> [RECORD EXTRACTS]

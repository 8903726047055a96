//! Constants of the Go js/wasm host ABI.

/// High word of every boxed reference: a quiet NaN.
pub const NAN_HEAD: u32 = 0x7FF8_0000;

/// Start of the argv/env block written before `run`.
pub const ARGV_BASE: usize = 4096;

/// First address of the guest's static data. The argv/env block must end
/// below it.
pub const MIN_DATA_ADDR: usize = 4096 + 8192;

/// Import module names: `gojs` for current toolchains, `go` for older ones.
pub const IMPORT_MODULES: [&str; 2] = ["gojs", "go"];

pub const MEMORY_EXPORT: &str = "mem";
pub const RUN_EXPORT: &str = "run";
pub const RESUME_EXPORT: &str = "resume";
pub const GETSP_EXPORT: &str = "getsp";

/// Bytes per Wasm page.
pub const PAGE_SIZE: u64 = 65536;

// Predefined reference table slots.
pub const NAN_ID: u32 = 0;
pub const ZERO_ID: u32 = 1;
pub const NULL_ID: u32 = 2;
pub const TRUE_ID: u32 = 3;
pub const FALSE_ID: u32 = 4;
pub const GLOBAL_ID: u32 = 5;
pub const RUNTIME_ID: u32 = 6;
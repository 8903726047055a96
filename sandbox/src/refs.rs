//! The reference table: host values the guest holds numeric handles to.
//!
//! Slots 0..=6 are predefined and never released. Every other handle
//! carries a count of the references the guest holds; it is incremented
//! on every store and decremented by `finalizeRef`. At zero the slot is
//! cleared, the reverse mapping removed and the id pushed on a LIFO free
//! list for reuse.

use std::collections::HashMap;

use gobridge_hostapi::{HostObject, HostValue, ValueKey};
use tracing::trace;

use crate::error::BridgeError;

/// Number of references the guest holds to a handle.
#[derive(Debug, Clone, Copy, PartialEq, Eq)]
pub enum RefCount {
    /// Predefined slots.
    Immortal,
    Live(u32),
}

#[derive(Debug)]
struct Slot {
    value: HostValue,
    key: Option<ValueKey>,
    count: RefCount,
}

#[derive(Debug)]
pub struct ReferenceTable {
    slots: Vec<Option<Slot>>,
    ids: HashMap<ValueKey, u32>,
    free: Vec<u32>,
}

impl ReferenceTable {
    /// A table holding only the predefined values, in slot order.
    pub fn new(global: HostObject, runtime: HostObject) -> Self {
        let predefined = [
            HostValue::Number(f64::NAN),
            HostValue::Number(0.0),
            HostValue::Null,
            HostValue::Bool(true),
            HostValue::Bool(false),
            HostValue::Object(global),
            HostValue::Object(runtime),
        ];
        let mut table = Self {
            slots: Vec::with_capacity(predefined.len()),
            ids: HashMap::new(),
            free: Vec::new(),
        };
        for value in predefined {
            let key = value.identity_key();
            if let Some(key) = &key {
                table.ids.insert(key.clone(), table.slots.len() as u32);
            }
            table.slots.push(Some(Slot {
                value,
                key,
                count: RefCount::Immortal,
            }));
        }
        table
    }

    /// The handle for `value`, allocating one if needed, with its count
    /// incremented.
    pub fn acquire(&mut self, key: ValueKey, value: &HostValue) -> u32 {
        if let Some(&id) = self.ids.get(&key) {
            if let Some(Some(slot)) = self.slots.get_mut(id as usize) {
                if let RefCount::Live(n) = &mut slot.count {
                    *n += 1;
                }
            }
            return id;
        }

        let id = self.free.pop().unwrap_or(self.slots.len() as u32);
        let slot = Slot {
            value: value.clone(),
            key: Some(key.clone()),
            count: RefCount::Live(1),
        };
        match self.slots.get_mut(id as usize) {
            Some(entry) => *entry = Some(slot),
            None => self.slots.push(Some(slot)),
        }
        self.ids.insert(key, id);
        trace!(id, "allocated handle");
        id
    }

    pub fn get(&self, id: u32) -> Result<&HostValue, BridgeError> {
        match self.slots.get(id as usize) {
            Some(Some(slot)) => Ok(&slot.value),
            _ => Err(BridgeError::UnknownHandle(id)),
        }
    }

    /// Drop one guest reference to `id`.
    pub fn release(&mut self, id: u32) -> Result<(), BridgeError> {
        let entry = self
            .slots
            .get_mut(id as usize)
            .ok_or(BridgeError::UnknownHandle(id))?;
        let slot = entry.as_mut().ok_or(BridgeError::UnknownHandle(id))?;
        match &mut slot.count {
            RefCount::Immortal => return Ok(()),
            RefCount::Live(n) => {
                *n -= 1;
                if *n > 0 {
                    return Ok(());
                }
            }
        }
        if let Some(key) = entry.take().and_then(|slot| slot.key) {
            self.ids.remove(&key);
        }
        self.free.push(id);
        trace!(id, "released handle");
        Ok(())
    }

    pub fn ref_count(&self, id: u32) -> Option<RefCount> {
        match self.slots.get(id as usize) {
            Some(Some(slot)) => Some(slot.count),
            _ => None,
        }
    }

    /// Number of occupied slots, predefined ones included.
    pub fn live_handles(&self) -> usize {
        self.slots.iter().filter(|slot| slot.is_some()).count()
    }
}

> [WORK TASK] From the opening line of the data above, please print each line as written up to and including the line that contains "pub const MEMORY_EXPORT: &str", and nothing more.

> [RESULT FOR THIS EXERCISE]
repository 8903726047055a96
//! Constants of the Go js/wasm host ABI.

/// High word of every boxed reference: a quiet NaN.
pub const NAN_HEAD: u32 = 0x7FF8_0000;

/// Start of the argv/env block written before `run`.
pub const ARGV_BASE: usize = 4096;

/// First address of the guest's static data. The argv/env block must end
/// below it.
pub const MIN_DATA_ADDR: usize = 4096 + 8192;

/// Import module names: `gojs` for current toolchains, `go` for older ones.
pub const IMPORT_MODULES: [&str; 2] = ["gojs", "go"];

pub const MEMORY_EXPORT: &str = "mem";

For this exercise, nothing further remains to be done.